’10 years is enough’: Advocates and bipartisan lawmakers push for sentence reform for drug-related offenders

He admits he chose to sell drugs to earn a living – a move that landed him in federal prison at age 34 for life without the possibility of parole and concurrent 20 years for a violent drug offense. be punished.

“From the beginning of my incarceration, I was surrounded by other men of color serving life and other extreme sentences, including drug offenses – handed down under a mandatory minimum sentence structure that could never be imposed on a person. Growth, rehabilitation and change are not accounted for, said Underwood, who is now a senior fellow on the Sentencing Project, at a House hearing on Thursday — the 50th anniversary of Nixon’s announcement of a tougher drug policy.

“10 years is long enough to be able to re-evaluate someone’s development and rehabilitation and to be able to consider their release,” he said. Underwood, now 67, was released with compassion in January. According to Underwood, the judge ordered his release based on who he is currently growing up with, not who he was 33 years ago.

Underwood’s testimony, along with seven other legal advocates and scholars at Thursday’s hearing, comes amid several recent proposals to reform drug punishment on Capitol Hill and address some of its historic racial disparities.

“Although it has been called the War on Drugs, its disproportionate impact over the decades has made clear that it is actually a war on the poor, a war on inner-city youth, and a war on black people and other communities of color.” Underwood wrote in his prepared remarks. “The life sentence does nothing to promote public safety, and only perpetuates the cycle of poverty and trauma.”

Democratic Rep. Sheila Jackson Lee, chair of the Judiciary Committee’s Crime, Terrorism and Homeland Security subcommittee, said during her opening remarks referring to the Nixon policy, “Courage to Congress to effectively repair the damage caused by these extremely exorbitant penalties should be.” .

Proposed bill to re-examine drug laws and call for sentencing reform

Democratic Reps. Corey Bush of Missouri and Bonnie Watson Coleman of New Jersey introduced legislation Wednesday that calls for all drugs to be federally free of crime. The Bill also proposes a review hearing of punishment for persons convicted of certain drug offences. The law would also place regulatory authority in the hands of the Department of Health and Human Services, rather than the Department of Justice.

“A health-based approach to drug use and overdose is more effective, humane, and cost-effective than criminal punishment. Subjecting people to criminal penalties, stigma and other permanent collateral consequences because they use drugs is costly. can ruin lives, and make access to treatment and recovery more difficult,” reads the bill, titled drug policy reform act.
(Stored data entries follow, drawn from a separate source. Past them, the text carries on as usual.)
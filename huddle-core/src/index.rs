//! Global state index.
//!
//! Group channels never own the users they list. Each user record is shared
//! by every channel the user is in and lives in the global index for as long
//! as at least one channel holds a reference to it. Channels acquire a
//! reference when they construct a member and release it when the member
//! leaves; the index forgets a user once the count drops to zero.
//!
//! [`StateIndex`] is the seam. [`ClientState`] is the in-memory index a
//! client session keeps.

use dashmap::mapref::entry::Entry;
use dashmap::DashMap;
use huddle_types::{ChannelId, ChannelKind, UserId, UserModel};
use std::fmt;
use std::sync::atomic::{AtomicU32, Ordering};
use std::sync::Arc;

/// Profile record for a user, shared across channels.
#[derive(Debug)]
pub struct GlobalUser {
    id: UserId,
    username: String,
    discriminator: Option<String>,
    avatar: Option<String>,
    bot: bool,
    /// References held by channel members. Only mutated by the index.
    refs: AtomicU32,
}

impl GlobalUser {
    /// Build a record from a payload with no references held yet.
    pub fn from_model(model: &UserModel) -> Self {
        Self {
            id: model.id,
            username: model.username.clone(),
            discriminator: model.discriminator.clone(),
            avatar: model.avatar.clone(),
            bot: model.bot,
            refs: AtomicU32::new(0),
        }
    }

    /// User identity.
    pub fn id(&self) -> UserId {
        self.id
    }

    /// Account name.
    pub fn username(&self) -> &str {
        &self.username
    }

    /// Legacy tag, if any.
    pub fn discriminator(&self) -> Option<&str> {
        self.discriminator.as_deref()
    }

    /// Avatar hash, if any.
    pub fn avatar(&self) -> Option<&str> {
        self.avatar.as_deref()
    }

    /// Automated account.
    pub fn is_bot(&self) -> bool {
        self.bot
    }

    /// Number of channel members currently referencing this user.
    pub fn ref_count(&self) -> u32 {
        self.refs.load(Ordering::Acquire)
    }

    fn add_ref(&self) -> u32 {
        self.refs.fetch_add(1, Ordering::AcqRel) + 1
    }

    fn remove_ref(&self) -> u32 {
        // Callers hold the index entry lock, so load/store cannot interleave.
        let next = self.refs.load(Ordering::Acquire).saturating_sub(1);
        self.refs.store(next, Ordering::Release);
        next
    }
}

impl fmt::Display for GlobalUser {
    fn fmt(&self, f: &mut fmt::Formatter<'_>) -> fmt::Result {
        match &self.discriminator {
            Some(tag) => write!(f, "{}#{}", self.username, tag),
            None => write!(f, "{}", self.username),
        }
    }
}

/// Lookups and shared-reference bookkeeping a channel needs from its session.
pub trait StateIndex: Send + Sync {
    /// Kind of a channel the session knows about.
    fn resolve_channel(&self, id: ChannelId) -> Option<ChannelKind>;

    /// Get or create the shared record for `model.id` and take one reference.
    fn acquire_user(&self, model: &UserModel) -> Arc<GlobalUser>;

    /// Drop one reference taken by [`StateIndex::acquire_user`].
    fn release_user(&self, id: UserId);

    /// The logged-in user, once known.
    fn current_user_id(&self) -> Option<UserId>;
}

/// In-memory global index for one client session.
#[derive(Debug, Default)]
pub struct ClientState {
    users: DashMap<UserId, Arc<GlobalUser>>,
    channels: DashMap<ChannelId, ChannelKind>,
    current_user: Option<UserId>,
}

impl ClientState {
    /// Create an empty index.
    pub fn new() -> Self {
        Self::default()
    }

    /// Create an empty index for the given logged-in user.
    pub fn with_current_user(id: UserId) -> Self {
        Self {
            current_user: Some(id),
            ..Self::default()
        }
    }

    /// Record a channel so voice states can resolve it.
    pub fn insert_channel(&self, id: ChannelId, kind: ChannelKind) {
        self.channels.insert(id, kind);
    }

    /// Forget a channel.
    pub fn remove_channel(&self, id: ChannelId) -> Option<ChannelKind> {
        self.channels.remove(&id).map(|(_, kind)| kind)
    }

    /// Shared record for a user still referenced by some channel.
    pub fn user(&self, id: UserId) -> Option<Arc<GlobalUser>> {
        self.users.get(&id).map(|entry| Arc::clone(entry.value()))
    }

    /// Number of users with at least one reference.
    pub fn user_count(&self) -> usize {
        self.users.len()
    }
}

impl StateIndex for ClientState {
    fn resolve_channel(&self, id: ChannelId) -> Option<ChannelKind> {
        self.channels.get(&id).map(|entry| *entry.value())
    }

    fn acquire_user(&self, model: &UserModel) -> Arc<GlobalUser> {
        let entry = self
            .users
            .entry(model.id)
            .or_insert_with(|| Arc::new(GlobalUser::from_model(model)));
        let refs = entry.add_ref();
        tracing::trace!(user_id = %model.id, refs, "acquired user reference");
        Arc::clone(entry.value())
    }

    fn release_user(&self, id: UserId) {
        match self.users.entry(id) {
            Entry::Occupied(entry) => {
                let refs = entry.get().remove_ref();
                tracing::trace!(user_id = %id, refs, "released user reference");
                if refs == 0 {
                    entry.remove();
                }
            }
            Entry::Vacant(_) => {
                tracing::warn!(user_id = %id, "release of untracked user reference");
            }
        }
    }

    fn current_user_id(&self) -> Option<UserId> {
        self.current_user
    }
}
By law, there are more than 1.4 million arrests for drug-related crimes in the US each year. Drug possession is the most serious offense accounting for more than 85% of arrests, notes the law.

Bush said in a statement announcing the law, “I lived through a maladaptive marijuana war in which black people were arrested for possession at three times the rate of their white counterparts, regardless of use.” rates should be the same.” “As a nurse, I have seen black families being criminalized for heroin use, while white families are treated for opioid use. And now, as a Congresswoman, I see the pattern being treated for fentanyl.” I am looking forward to reiterating that, as the (Drug Enforcement Administration) press an expanded classification that would criminalize possession and use.”

“The United States has not only failed to wage the War on Drugs – the War on Drugs has stood as a stain on our national conscience from the very beginning,” Watson Coleman said in a statement.

In fiscal year 2020, 6,455 people were given a mandatory minimum sentence of 10 years for drug trafficking, including 4,797 black, Hispanic or criminal who were designated as “others” according to the US Sentencing Commission’s Interactive Data Analyzer was diagnosed. The commission is a bipartisan and independent agency that “collects, analyzes and distributes comprehensive information on federal sentencing practices,” according to their website.

The legislation introduced this week isn’t the only recent effort to reform Bush and Watson Coleman drug policy. Democratic Reps. Hakeem Jeffries of New York and Bobby Scott of Virginia, with GOP Reps. Kelly Armstrong of North Dakota and Don Bacon of Nebraska introduced law In March Joe Federal will actively end crack and powder cocaine punishment inequality, while retroactively applying it to those already convicted or sentenced for drug offenses involving crack and powder cocaine.

“There are no pharmacological differences, no chemical differences, and no physical differences between how the body processes cocaine and powdered cocaine. Crack cocaine is used historically in powdered inner-city communities and affluent neighborhoods and suburbs.” Been into cocaine,” Jeffries said. A news release announcing the bill. “Simply put, the dividing line is caste and geography. This does not justify wide disparity in punishment.”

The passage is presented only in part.